From the data that follows, copy every line holding the string "this".
>>>
//! Full-tree sync driver with per-document persistence.
//!
//! # Responsibility
//! - Enumerate walk roots: the site root plus every document below it.
//! - Walk each root inside its own unit of work.
//! - Record and log every root failure; never drop one silently.
//!
//! # Invariants
//! - A root's writes become durable only when its whole walk succeeded.
//! - A failing root rolls back alone; earlier roots stay committed.
//! - No transaction stays open after a root, whether its walk or its commit failed.
//! - With `fail_fast`, the first root failure ends the run with that error.

use crate::config::{ContentTypeGate, SyncConfig, VariantPolicy};
use crate::model::node::Node;
use crate::repo::node_repo::NodeRepository;
use crate::sync::context::VariantContext;
use crate::sync::engine::SyncEngine;
use crate::sync::error::{SyncError, SyncResult};
use crate::sync::walker::TreeWalker;
use crate::translation::Translator;
use log::{error, info, warn};
use std::time::Instant;

/// Per-run switches.
#[derive(Debug, Clone, Copy, Default, PartialEq, Eq)]
pub struct SyncRunOptions {
    /// Route translatable text through the translator.
    pub translate: bool,
    /// Stop at the first failing root instead of continuing.
    pub fail_fast: bool,
}

/// One root whose walk failed and was rolled back.
#[derive(Debug, Clone, PartialEq, Eq)]
pub struct RootFailure {
    pub path: String,
    pub message: String,
}

/// Summary of one sync run.
#[derive(Debug, Clone, Default, PartialEq, Eq)]
pub struct SyncReport {
    pub roots_total: usize,
    pub roots_synced: usize,
    pub nodes_visited: usize,
    pub failures: Vec<RootFailure>,
}

impl SyncReport {
    pub fn is_success(&self) -> bool {
        self.failures.is_empty()
    }
}

/// Progress events emitted while a run advances.
#[derive(Debug, Clone, PartialEq, Eq)]
pub enum SyncProgress<'p> {
    /// Roots were enumerated.
    Started { roots_total: usize },
    /// One root finished; `nodes_visited` is `None` when it failed.
    RootFinished {
        index: usize,
        path: &'p str,
        nodes_visited: Option<usize>,
    },
}

/// Drives full-tree syncs for one configuration.
pub struct SyncRunner<'a, R: NodeRepository + ?Sized, T: Translator + ?Sized> {
    repo: &'a R,
    translator: &'a T,
    workspace: String,
    policy: VariantPolicy,
    gate: ContentTypeGate,
}

impl<'a, R: NodeRepository + ?Sized, T: Translator + ?Sized> SyncRunner<'a, R, T> {
    pub fn new(repo: &'a R, config: &SyncConfig, translator: &'a T) -> Result<Self, SyncError> {
        Ok(Self {
            repo,
            translator,
            workspace: config.workspace.clone(),
            policy: VariantPolicy::from_config(config)?,
            gate: ContentTypeGate::from_config(config),
        })
    }

    pub fn policy(&self) -> &VariantPolicy {
        &self.policy
    }

    pub fn gate(&self) -> &ContentTypeGate {
        &self.gate
    }

    /// Lists walk roots below `root_path` in the default variant.
    ///
    /// The root comes first, followed by its documents in pre-order.
    /// Excluded root types still bound walks but are never roots themselves.
    pub fn collect_roots(&self, root_path: &str) -> SyncResult<Vec<Node>> {
        let context = self.engine().default_context();
        let root = context
            .get_node(root_path)?
            .ok_or_else(|| SyncError::RootNotFound {
                scope: context.scope().clone(),
                path: root_path.to_string(),
            })?;

        let mut roots = vec![root];
        let documents = context.document_descendants(&roots[0], &self.gate)?;
        roots.extend(
            documents
                .into_iter()
                .filter(|node| !self.gate.is_excluded_root(&node.node_type)),
        );
        Ok(roots)
    }

    pub fn run(&self, root_path: &str, options: SyncRunOptions) -> SyncResult<SyncReport> {
        self.run_with_progress(root_path, options, &mut |_| {})
    }

    /// Syncs every root below `root_path`, committing after each one.
    pub fn run_with_progress(
        &self,
        root_path: &str,
        options: SyncRunOptions,
        progress: &mut dyn FnMut(SyncProgress<'_>),
    ) -> SyncResult<SyncReport> {
        let started_at = Instant::now();
        let roots = self.collect_roots(root_path)?;
        let mut report = SyncReport {
            roots_total: roots.len(),
            ..SyncReport::default()
        };
        info!(
            "event=sync_run module=sync status=start root={root_path} roots={} translate={} fail_fast={}",
            roots.len(),
            options.translate,
            options.fail_fast
        );
        progress(SyncProgress::Started {
            roots_total: roots.len(),
        });

        let mut engine = self.engine();
        let context = engine.default_context();
        let walker = TreeWalker::new(&self.gate);

        for (index, root) in roots.iter().enumerate() {
            match self.sync_root(&context, &mut engine, &walker, &root.path, options.translate) {
                Ok(visited) => {
                    report.roots_synced += 1;
                    report.nodes_visited += visited;
                    progress(SyncProgress::RootFinished {
                        index,
                        path: &root.path,
                        nodes_visited: Some(visited),
                    });
                }
                Err(err) => {
                    error!(
                        "event=sync_root module=sync status=error path={} error={err}",
                        root.path
                    );
                    if options.fail_fast {
                        return Err(err);
                    }
                    report.failures.push(RootFailure {
                        path: root.path.clone(),
                        message: err.to_string(),
                    });
                    progress(SyncProgress::RootFinished {
                        index,
                        path: &root.path,
                        nodes_visited: None,
                    });
                }
            }
        }

        info!(
            "event=sync_run module=sync status={} roots={} synced={} failed={} nodes={} duration_ms={}",
            if report.is_success() { "ok" } else { "error" },
            report.roots_total,
            report.roots_synced,
            report.failures.len(),
            report.nodes_visited,
            started_at.elapsed().as_millis()
        );
        Ok(report)
    }

    fn sync_root(
        &self,
        context: &VariantContext<'_, R>,
        engine: &mut SyncEngine<'_, R, T>,
        walker: &TreeWalker<'_>,
        path: &str,
        translate: bool,
    ) -> SyncResult<usize> {
        self.repo.begin_unit_of_work()?;
        let walked = context
            .get_node(path)
            .map_err(SyncError::from)
            .and_then(|root| {
                root.ok_or_else(|| SyncError::RootNotFound {
                    scope: context.scope().clone(),
                    path: path.to_string(),
                })
            })
            .and_then(|root| walker.walk(context, engine, &root, translate))
            .and_then(|visited| {
                // A failed COMMIT can leave the transaction open; it is rolled back below.
                self.repo.commit_unit_of_work()?;
                Ok(visited)
            });

        match walked {
            Ok(visited) => {
                info!("event=sync_root module=sync status=ok path={path} nodes={visited}");
                Ok(visited)
            }
            Err(err) => {
                if let Err(rollback_err) = self.repo.rollback_unit_of_work() {
                    warn!(
                        "event=sync_root module=sync status=error path={path} error_code=rollback_failed error={rollback_err}"
                    );
                }
                Err(err)
            }
        }
    }

    fn engine(&self) -> SyncEngine<'_, R, T> {
        SyncEngine::new(
            self.repo,
            &self.policy,
            &self.gate,
            self.translator,
            self.workspace.clone(),
        )
    }
}
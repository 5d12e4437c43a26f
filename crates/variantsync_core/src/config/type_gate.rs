//! Node type option lookups with super type inheritance.
//!
//! # Invariants
//! - Options resolve nearest first: the type itself, then its super types
//!   breadth-first in declaration order.
//! - Inheritance cycles terminate; each type is visited once.

use crate::config::{NodeTypeConfig, SyncConfig};
use std::collections::{BTreeMap, BTreeSet, HashSet, VecDeque};

/// Decides per node type whether automatic sync applies and where walks stop.
#[derive(Debug, Clone, PartialEq, Eq)]
pub struct ContentTypeGate {
    node_types: BTreeMap<String, NodeTypeConfig>,
    document_type: String,
    excluded_root_types: Vec<String>,
}

impl ContentTypeGate {
    pub fn from_config(config: &SyncConfig) -> Self {
        Self {
            node_types: config.node_types.clone(),
            document_type: config.document_type.clone(),
            excluded_root_types: config.excluded_root_types.clone(),
        }
    }

    /// Whether automatic sync is enabled for `node_type`. Defaults to true.
    pub fn is_automatic_sync_enabled(&self, node_type: &str) -> bool {
        self.ancestry(node_type)
            .into_iter()
            .find_map(|name| {
                self.node_types
                    .get(name)
                    .and_then(|options| options.automatic_translation)
            })
            .unwrap_or(true)
    }

    /// Whether `node_type` is `candidate` or inherits from it.
    pub fn is_of_type(&self, node_type: &str, candidate: &str) -> bool {
        self.ancestry(node_type).contains(&candidate)
    }

    /// Whether nodes of this type are traversal boundaries.
    pub fn is_document(&self, node_type: &str) -> bool {
        self.is_of_type(node_type, &self.document_type)
    }

    /// Whether documents of this type are left out of root enumeration.
    pub fn is_excluded_root(&self, node_type: &str) -> bool {
        self.excluded_root_types
            .iter()
            .any(|excluded| self.is_of_type(node_type, excluded))
    }

    /// Translatable property names, merged over the whole ancestry.
    pub fn translatable_properties(&self, node_type: &str) -> BTreeSet<String> {
        self.ancestry(node_type)
            .into_iter()
            .filter_map(|name| self.node_types.get(name))
            .flat_map(|options| options.translatable_properties.iter().cloned())
            .collect()
    }

    fn ancestry<'a>(&'a self, node_type: &'a str) -> Vec<&'a str> {
        let mut seen = HashSet::new();
        let mut order = Vec::new();
        let mut queue = VecDeque::from([node_type]);
        while let Some(current) = queue.pop_front() {
            if !seen.insert(current) {
                continue;
            }
            order.push(current);
            if let Some(options) = self.node_types.get(current) {
                queue.extend(options.super_types.iter().map(String::as_str));
            }
        }
        order
    }
}
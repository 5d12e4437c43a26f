//! Variant relationship lookups.

use crate::config::{ConfigError, SyncConfig, VariantPreset};
use crate::model::variant::{TranslationStrategy, VariantId};
use std::collections::BTreeMap;

/// Resolves the default variant and each variant's strategy.
#[derive(Debug, Clone, PartialEq, Eq)]
pub struct VariantPolicy {
    default_variant: VariantId,
    presets: BTreeMap<VariantId, VariantPreset>,
}

impl VariantPolicy {
    pub fn from_config(config: &SyncConfig) -> Result<Self, ConfigError> {
        config.validate()?;
        let default_variant = config
            .default_variant
            .clone()
            .ok_or(ConfigError::MissingDefaultVariant)?;
        Ok(Self {
            default_variant,
            presets: config.variants.clone(),
        })
    }

    pub fn default_variant(&self) -> &VariantId {
        &self.default_variant
    }

    pub fn is_default(&self, variant: &VariantId) -> bool {
        *variant == self.default_variant
    }

    /// Strategy of one variant. Unconfigured variants have none.
    pub fn strategy(&self, variant: &VariantId) -> TranslationStrategy {
        self.presets
            .get(variant)
            .map_or(TranslationStrategy::None, |preset| {
                preset.translation_strategy
            })
    }

    /// Every non-default variant with its strategy, in identifier order.
    pub fn targets(&self) -> impl Iterator<Item = (&VariantId, TranslationStrategy)> {
        self.presets
            .iter()
            .filter(|(variant, _)| !self.is_default(variant))
            .map(|(variant, preset)| (variant, preset.translation_strategy))
    }

    /// Non-default variants that follow the default on every run.
    pub fn sync_targets(&self) -> Vec<VariantId> {
        self.targets()
            .filter(|(_, strategy)| *strategy == TranslationStrategy::Sync)
            .map(|(variant, _)| variant.clone())
            .collect()
    }

    /// Language code handed to the translator for `variant`.
    pub fn translation_language<'a>(&'a self, variant: &'a VariantId) -> &'a str {
        self.presets
            .get(variant)
            .and_then(|preset| preset.translation_language.as_deref())
            .unwrap_or(variant.as_str())
    }
}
<<<
WRITTEN SOLUTION ->
    /// Whether nodes of this type are traversal boundaries.
    /// Whether documents of this type are left out of root enumeration.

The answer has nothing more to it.